_YOUR ASSIGNMENT_
Set down exactly the lines below, starting at the one that contains "if alt_screen_entered &&" and ending at the one that contains "let key = match", with both of those lines included and nothing else.
DATA TO USE section start
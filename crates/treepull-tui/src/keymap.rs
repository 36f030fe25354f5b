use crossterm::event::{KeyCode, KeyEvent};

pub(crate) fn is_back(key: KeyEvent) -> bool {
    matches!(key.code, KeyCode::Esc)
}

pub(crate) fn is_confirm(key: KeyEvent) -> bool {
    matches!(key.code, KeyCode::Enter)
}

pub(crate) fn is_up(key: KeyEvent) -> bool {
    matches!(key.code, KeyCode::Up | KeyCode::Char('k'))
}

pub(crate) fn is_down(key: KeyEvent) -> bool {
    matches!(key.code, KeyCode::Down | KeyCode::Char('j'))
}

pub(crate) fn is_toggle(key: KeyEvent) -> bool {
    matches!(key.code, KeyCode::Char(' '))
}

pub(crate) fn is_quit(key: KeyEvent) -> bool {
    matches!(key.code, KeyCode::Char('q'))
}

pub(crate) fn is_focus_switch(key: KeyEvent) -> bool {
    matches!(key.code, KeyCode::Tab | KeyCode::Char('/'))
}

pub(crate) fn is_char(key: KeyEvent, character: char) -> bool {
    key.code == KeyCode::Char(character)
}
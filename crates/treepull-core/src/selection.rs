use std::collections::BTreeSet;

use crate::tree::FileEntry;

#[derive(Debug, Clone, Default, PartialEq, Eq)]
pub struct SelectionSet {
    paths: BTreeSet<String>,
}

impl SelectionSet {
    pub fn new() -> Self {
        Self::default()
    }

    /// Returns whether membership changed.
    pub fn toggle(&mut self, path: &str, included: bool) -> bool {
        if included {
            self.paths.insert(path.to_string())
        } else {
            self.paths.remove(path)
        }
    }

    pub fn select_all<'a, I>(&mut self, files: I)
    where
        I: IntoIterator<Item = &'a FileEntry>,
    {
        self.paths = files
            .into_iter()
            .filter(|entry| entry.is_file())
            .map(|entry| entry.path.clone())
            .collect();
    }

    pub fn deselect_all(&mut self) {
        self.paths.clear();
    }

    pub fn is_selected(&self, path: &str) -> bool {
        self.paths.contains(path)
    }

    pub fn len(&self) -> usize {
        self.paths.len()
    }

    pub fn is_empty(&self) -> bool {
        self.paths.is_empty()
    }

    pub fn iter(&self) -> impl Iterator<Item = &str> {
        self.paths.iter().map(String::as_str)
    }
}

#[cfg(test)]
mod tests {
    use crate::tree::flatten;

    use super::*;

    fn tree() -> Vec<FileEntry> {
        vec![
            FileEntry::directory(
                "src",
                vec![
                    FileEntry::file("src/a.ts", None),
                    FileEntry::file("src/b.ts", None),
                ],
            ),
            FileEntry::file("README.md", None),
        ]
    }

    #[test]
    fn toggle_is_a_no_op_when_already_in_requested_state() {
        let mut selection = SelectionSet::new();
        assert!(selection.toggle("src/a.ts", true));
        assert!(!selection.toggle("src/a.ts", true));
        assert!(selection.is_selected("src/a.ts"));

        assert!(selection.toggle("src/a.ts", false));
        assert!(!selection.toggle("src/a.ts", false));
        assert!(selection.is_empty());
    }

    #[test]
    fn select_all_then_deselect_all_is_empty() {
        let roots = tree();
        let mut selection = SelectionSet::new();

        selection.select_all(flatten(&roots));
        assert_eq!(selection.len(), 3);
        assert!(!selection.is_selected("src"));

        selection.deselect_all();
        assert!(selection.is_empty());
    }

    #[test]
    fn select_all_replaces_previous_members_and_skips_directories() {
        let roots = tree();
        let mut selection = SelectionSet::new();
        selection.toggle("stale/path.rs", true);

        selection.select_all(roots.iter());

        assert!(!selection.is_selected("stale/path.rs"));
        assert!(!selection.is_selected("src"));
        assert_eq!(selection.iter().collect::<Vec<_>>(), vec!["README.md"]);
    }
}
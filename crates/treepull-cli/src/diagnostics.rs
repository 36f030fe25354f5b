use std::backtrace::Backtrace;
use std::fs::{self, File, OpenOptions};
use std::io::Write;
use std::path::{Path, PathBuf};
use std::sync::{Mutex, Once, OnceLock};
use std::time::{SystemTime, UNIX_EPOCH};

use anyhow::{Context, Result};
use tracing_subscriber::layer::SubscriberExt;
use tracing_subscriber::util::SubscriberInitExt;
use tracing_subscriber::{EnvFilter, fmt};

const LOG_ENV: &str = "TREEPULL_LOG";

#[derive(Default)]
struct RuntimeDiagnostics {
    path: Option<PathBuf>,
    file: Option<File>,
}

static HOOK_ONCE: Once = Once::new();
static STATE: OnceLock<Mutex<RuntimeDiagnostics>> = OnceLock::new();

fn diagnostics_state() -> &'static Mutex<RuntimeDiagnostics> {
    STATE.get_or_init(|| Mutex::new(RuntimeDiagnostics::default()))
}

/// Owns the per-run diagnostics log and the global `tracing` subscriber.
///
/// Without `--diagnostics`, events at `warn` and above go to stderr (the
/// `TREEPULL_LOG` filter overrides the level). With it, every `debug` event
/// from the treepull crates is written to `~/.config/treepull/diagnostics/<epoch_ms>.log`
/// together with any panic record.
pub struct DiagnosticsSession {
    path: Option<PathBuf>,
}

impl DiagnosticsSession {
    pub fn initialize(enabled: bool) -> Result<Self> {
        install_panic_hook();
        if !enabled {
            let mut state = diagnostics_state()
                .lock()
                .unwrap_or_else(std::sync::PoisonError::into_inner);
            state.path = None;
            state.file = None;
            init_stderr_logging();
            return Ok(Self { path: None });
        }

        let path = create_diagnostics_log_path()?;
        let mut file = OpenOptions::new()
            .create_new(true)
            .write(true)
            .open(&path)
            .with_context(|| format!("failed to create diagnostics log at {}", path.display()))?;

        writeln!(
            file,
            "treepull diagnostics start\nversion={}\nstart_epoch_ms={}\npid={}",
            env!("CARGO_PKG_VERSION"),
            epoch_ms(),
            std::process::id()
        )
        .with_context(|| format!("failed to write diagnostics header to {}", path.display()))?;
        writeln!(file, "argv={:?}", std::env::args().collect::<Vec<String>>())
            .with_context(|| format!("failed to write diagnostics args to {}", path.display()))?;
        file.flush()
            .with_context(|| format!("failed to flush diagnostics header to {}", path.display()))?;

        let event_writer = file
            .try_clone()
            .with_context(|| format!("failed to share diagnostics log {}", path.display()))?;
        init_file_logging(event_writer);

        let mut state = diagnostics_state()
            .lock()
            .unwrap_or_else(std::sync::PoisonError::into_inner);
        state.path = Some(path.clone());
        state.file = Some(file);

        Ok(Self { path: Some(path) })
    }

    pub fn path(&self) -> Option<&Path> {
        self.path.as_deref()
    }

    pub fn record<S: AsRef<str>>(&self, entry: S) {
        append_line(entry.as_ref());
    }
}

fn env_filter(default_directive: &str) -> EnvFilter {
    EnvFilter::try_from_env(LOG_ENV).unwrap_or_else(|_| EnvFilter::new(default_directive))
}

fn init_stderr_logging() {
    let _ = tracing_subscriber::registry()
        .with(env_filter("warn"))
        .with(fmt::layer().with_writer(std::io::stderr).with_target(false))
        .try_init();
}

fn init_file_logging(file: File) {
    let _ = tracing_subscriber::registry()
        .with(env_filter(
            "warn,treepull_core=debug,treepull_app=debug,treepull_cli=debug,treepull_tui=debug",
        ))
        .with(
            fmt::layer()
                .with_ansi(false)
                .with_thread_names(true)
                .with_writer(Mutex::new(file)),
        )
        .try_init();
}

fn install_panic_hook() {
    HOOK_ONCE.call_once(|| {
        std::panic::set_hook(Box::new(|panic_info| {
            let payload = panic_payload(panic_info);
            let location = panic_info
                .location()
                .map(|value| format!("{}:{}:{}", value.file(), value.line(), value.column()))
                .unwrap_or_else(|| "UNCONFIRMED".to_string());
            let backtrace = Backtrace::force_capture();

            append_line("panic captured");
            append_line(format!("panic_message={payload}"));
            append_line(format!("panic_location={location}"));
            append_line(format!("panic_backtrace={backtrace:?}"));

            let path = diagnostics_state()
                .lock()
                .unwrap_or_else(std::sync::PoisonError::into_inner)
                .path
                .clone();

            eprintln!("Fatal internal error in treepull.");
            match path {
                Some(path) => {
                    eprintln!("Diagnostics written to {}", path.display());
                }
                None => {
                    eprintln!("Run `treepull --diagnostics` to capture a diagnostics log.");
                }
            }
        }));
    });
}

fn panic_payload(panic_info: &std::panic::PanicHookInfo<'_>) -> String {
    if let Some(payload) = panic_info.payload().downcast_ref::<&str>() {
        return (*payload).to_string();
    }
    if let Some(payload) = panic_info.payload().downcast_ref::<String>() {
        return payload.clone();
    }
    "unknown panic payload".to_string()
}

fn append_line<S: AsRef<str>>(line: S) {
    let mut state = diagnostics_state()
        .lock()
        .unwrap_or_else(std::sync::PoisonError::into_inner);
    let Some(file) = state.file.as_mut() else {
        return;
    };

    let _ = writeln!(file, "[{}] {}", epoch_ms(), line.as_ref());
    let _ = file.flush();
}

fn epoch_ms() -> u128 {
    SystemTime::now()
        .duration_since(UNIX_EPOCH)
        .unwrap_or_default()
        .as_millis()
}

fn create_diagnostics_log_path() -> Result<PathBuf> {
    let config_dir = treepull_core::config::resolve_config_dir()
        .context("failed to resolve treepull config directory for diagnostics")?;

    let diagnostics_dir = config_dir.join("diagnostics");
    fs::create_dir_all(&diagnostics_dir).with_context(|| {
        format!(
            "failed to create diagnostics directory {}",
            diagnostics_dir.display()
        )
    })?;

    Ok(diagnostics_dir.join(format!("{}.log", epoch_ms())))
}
DATA TO USE section end
DATA TO USE section start
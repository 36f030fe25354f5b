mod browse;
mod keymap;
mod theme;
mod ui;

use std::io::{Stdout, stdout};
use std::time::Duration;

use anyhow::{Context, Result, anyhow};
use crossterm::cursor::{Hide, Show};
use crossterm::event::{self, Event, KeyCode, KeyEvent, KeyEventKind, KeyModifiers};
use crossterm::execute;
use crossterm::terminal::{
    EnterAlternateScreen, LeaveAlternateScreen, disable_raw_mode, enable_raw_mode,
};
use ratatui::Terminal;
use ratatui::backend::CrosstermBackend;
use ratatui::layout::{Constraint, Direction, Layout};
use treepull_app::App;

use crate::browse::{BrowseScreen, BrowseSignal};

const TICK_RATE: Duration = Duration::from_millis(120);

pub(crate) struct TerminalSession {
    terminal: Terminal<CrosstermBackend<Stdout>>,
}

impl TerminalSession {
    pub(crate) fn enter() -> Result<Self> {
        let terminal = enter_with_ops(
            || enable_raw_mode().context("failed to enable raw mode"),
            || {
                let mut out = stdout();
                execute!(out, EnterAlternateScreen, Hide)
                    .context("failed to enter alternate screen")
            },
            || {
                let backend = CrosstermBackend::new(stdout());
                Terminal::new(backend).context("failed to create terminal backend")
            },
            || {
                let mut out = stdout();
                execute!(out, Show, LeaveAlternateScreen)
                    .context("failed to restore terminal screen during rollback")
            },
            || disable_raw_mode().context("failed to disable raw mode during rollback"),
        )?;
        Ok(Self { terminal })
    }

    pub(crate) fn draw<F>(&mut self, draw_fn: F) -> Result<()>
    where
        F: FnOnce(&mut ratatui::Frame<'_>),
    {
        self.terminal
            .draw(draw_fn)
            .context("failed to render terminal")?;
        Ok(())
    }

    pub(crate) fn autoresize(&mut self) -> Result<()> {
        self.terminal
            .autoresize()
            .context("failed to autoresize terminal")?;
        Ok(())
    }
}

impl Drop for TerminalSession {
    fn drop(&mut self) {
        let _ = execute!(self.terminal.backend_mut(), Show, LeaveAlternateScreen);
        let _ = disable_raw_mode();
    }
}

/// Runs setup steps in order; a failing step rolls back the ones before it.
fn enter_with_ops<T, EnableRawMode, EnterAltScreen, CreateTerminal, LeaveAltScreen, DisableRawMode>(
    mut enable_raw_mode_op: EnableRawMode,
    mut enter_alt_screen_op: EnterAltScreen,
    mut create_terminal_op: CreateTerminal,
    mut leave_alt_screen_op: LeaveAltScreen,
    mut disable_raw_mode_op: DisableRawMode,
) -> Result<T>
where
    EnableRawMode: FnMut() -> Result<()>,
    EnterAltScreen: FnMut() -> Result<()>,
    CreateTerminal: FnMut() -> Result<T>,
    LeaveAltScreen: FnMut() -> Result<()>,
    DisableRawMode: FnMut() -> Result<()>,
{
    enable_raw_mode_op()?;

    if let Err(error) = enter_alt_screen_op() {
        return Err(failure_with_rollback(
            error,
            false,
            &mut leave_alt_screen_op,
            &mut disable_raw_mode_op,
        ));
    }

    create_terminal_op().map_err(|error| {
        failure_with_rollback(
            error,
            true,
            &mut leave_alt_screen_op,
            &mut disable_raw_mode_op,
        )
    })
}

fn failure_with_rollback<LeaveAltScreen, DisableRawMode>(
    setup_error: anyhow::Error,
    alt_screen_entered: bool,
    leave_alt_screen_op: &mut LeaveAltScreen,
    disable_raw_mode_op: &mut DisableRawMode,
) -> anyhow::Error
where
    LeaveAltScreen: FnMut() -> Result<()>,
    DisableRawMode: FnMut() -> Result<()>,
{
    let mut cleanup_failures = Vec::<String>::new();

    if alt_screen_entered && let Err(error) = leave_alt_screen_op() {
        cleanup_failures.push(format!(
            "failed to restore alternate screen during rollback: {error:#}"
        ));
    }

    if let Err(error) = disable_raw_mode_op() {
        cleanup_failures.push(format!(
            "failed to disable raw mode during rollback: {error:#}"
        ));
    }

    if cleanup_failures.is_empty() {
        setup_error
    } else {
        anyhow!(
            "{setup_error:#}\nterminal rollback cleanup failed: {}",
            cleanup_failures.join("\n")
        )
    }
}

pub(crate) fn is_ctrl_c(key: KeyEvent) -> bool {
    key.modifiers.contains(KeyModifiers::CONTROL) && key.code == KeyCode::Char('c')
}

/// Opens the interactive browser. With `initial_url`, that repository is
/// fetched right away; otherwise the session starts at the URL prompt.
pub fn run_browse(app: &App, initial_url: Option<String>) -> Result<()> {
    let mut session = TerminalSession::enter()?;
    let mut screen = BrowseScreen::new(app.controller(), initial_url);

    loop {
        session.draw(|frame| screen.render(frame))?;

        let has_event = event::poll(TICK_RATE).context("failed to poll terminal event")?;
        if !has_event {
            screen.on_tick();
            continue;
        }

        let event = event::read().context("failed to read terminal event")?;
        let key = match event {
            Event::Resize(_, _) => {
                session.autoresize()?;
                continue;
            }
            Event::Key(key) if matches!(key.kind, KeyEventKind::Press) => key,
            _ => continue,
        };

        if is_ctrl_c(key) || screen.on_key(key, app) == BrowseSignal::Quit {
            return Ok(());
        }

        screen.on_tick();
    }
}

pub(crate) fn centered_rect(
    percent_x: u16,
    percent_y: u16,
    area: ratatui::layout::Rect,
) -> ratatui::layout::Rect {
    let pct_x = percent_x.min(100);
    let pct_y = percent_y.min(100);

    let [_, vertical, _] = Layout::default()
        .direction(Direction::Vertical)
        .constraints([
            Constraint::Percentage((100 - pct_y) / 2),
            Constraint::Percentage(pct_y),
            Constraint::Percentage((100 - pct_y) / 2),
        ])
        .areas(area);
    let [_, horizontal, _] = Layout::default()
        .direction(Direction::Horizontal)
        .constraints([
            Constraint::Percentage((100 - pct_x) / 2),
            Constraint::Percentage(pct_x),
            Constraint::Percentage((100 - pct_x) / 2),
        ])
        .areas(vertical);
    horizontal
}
DATA TO USE section end
_ANSWER SPACE_
    if alt_screen_entered && let Err(error) = leave_alt_screen_op() {
        cleanup_failures.push(format!(
            "failed to restore alternate screen during rollback: {error:#}"
        ));
    }

    if let Err(error) = disable_raw_mode_op() {
        cleanup_failures.push(format!(
            "failed to disable raw mode during rollback: {error:#}"
        ));
    }

    if cleanup_failures.is_empty() {
        setup_error
    } else {
        anyhow!(
            "{setup_error:#}\nterminal rollback cleanup failed: {}",
            cleanup_failures.join("\n")
        )
    }
}

pub(crate) fn is_ctrl_c(key: KeyEvent) -> bool {
    key.modifiers.contains(KeyModifiers::CONTROL) && key.code == KeyCode::Char('c')
}

/// Opens the interactive browser. With `initial_url`, that repository is
/// fetched right away; otherwise the session starts at the URL prompt.
pub fn run_browse(app: &App, initial_url: Option<String>) -> Result<()> {
    let mut session = TerminalSession::enter()?;
    let mut screen = BrowseScreen::new(app.controller(), initial_url);

    loop {
        session.draw(|frame| screen.render(frame))?;

        let has_event = event::poll(TICK_RATE).context("failed to poll terminal event")?;
        if !has_event {
            screen.on_tick();
            continue;
        }

        let event = event::read().context("failed to read terminal event")?;
        let key = match event {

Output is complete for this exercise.